* [Task data]
◆ ◆ ◆ ◆ ◆ ◆ ◆

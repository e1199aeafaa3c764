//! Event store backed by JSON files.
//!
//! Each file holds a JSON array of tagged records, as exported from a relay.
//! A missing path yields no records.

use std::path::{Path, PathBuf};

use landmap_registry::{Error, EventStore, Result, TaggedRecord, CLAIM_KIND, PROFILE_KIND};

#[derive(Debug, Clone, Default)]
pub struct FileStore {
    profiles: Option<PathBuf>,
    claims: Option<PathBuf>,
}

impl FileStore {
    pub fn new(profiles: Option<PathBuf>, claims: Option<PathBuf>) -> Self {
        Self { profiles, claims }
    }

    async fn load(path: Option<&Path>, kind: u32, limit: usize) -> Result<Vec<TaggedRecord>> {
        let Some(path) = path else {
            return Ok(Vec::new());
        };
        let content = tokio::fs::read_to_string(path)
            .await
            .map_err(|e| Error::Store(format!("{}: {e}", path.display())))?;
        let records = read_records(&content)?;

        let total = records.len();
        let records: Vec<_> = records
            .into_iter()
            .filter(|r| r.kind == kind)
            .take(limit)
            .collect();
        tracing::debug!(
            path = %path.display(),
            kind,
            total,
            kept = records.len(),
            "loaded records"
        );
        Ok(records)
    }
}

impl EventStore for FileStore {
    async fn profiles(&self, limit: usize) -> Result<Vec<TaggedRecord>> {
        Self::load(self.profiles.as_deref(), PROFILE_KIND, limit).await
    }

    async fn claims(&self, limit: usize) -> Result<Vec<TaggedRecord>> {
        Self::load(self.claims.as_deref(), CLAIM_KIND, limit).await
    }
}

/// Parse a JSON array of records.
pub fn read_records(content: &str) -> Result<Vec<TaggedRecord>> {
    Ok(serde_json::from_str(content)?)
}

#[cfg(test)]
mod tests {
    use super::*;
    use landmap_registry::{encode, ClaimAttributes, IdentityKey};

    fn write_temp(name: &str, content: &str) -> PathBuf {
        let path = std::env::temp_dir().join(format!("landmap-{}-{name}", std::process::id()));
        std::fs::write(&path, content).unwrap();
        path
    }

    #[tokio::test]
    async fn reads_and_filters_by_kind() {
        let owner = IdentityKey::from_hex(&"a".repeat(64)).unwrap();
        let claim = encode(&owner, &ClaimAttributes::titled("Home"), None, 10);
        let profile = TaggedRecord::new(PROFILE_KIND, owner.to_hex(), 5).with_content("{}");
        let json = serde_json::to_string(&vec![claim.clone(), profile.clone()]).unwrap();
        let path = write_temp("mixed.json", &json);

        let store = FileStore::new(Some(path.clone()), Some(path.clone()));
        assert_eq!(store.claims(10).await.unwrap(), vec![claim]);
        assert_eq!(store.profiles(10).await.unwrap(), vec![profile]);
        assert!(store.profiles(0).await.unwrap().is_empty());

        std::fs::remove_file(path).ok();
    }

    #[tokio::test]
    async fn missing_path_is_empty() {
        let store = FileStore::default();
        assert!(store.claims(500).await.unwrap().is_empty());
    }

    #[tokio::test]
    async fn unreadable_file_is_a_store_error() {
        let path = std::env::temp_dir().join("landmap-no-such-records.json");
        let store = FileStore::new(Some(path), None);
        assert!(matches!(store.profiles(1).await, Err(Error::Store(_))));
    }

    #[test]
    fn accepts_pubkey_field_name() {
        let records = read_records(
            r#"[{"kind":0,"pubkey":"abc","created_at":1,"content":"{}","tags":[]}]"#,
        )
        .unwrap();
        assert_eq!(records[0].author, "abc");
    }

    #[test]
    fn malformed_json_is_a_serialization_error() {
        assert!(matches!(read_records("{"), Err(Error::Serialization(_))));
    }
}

◆ ◆ ◆ ◆ ◆ ◆ ◆

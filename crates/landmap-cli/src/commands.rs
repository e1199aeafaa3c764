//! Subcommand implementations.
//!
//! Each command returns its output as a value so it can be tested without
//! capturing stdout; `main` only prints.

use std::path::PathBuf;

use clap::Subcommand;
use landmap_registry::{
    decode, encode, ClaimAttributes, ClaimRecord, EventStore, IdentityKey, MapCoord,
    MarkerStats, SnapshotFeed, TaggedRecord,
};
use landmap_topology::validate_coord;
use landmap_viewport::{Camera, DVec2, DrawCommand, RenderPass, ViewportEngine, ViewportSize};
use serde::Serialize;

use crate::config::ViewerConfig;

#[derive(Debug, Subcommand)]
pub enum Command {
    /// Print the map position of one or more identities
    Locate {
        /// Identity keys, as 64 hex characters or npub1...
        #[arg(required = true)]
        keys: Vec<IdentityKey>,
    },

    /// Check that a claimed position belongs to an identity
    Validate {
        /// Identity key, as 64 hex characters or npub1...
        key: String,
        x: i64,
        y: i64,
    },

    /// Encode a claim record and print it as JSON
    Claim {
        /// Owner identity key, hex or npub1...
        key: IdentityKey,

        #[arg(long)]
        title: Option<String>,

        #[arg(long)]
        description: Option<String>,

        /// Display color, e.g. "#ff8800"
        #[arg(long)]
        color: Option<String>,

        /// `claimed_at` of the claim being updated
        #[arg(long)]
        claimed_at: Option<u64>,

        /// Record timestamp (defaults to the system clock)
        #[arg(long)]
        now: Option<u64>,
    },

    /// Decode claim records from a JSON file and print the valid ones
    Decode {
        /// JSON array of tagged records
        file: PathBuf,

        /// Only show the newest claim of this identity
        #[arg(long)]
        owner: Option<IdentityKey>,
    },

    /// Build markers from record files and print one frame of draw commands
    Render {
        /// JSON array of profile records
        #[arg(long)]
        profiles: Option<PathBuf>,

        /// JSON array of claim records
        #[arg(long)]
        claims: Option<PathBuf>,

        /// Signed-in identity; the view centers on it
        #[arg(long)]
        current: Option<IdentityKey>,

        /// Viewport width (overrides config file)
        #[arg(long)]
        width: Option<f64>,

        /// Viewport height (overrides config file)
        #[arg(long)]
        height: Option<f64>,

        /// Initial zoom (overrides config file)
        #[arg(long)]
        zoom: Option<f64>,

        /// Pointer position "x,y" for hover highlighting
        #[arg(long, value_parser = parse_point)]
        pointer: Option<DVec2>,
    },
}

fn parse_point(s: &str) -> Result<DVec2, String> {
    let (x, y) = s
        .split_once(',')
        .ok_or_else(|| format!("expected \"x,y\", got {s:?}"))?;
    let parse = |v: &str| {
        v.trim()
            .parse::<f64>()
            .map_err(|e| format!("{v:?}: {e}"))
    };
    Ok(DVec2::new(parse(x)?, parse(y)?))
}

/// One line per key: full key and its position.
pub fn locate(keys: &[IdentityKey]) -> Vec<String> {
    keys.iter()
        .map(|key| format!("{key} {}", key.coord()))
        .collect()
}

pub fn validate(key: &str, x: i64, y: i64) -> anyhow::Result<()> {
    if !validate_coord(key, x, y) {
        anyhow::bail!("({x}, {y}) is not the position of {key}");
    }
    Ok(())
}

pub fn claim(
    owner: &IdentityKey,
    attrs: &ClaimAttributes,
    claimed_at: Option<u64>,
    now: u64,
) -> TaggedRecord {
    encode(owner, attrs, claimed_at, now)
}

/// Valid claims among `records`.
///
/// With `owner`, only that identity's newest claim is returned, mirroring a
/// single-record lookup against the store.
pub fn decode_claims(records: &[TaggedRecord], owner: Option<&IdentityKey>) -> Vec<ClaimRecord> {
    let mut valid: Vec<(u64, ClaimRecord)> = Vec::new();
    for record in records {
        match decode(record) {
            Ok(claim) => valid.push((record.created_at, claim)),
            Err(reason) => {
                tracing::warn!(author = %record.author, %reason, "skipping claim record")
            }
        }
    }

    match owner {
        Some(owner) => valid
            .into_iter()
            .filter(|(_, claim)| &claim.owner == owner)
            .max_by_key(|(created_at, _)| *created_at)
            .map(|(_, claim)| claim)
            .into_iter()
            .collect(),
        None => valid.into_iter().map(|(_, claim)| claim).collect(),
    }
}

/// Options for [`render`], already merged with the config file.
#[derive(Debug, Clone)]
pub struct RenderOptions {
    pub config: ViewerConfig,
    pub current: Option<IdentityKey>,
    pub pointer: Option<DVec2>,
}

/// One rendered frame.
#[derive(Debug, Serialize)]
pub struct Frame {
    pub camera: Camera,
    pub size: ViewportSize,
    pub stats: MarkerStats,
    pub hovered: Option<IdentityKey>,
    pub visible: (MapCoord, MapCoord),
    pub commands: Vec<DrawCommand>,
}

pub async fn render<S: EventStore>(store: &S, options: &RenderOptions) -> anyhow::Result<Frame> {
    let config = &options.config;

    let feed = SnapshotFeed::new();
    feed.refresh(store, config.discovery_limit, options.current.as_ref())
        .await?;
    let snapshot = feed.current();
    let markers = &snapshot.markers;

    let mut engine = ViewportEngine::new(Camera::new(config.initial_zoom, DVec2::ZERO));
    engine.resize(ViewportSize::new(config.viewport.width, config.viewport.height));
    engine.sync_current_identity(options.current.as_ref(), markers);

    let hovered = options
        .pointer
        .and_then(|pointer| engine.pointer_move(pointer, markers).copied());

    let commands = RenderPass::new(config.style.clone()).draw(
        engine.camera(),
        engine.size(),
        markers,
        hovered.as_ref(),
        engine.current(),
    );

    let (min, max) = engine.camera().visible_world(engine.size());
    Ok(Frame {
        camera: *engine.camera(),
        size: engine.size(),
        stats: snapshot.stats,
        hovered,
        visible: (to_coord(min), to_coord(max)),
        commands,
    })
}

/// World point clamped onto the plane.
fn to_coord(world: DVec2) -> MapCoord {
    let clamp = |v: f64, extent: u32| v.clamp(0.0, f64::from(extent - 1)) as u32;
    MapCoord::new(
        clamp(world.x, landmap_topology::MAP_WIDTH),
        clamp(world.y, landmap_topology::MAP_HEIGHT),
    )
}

◆ ◆ ◆ ◆ ◆ ◆ ◆

* [Aim of the task] Every line in the data above that includes the word "attrs" should be copied.

* [Output for this task]
    attrs: &ClaimAttributes,
    encode(owner, attrs, claimed_at, now)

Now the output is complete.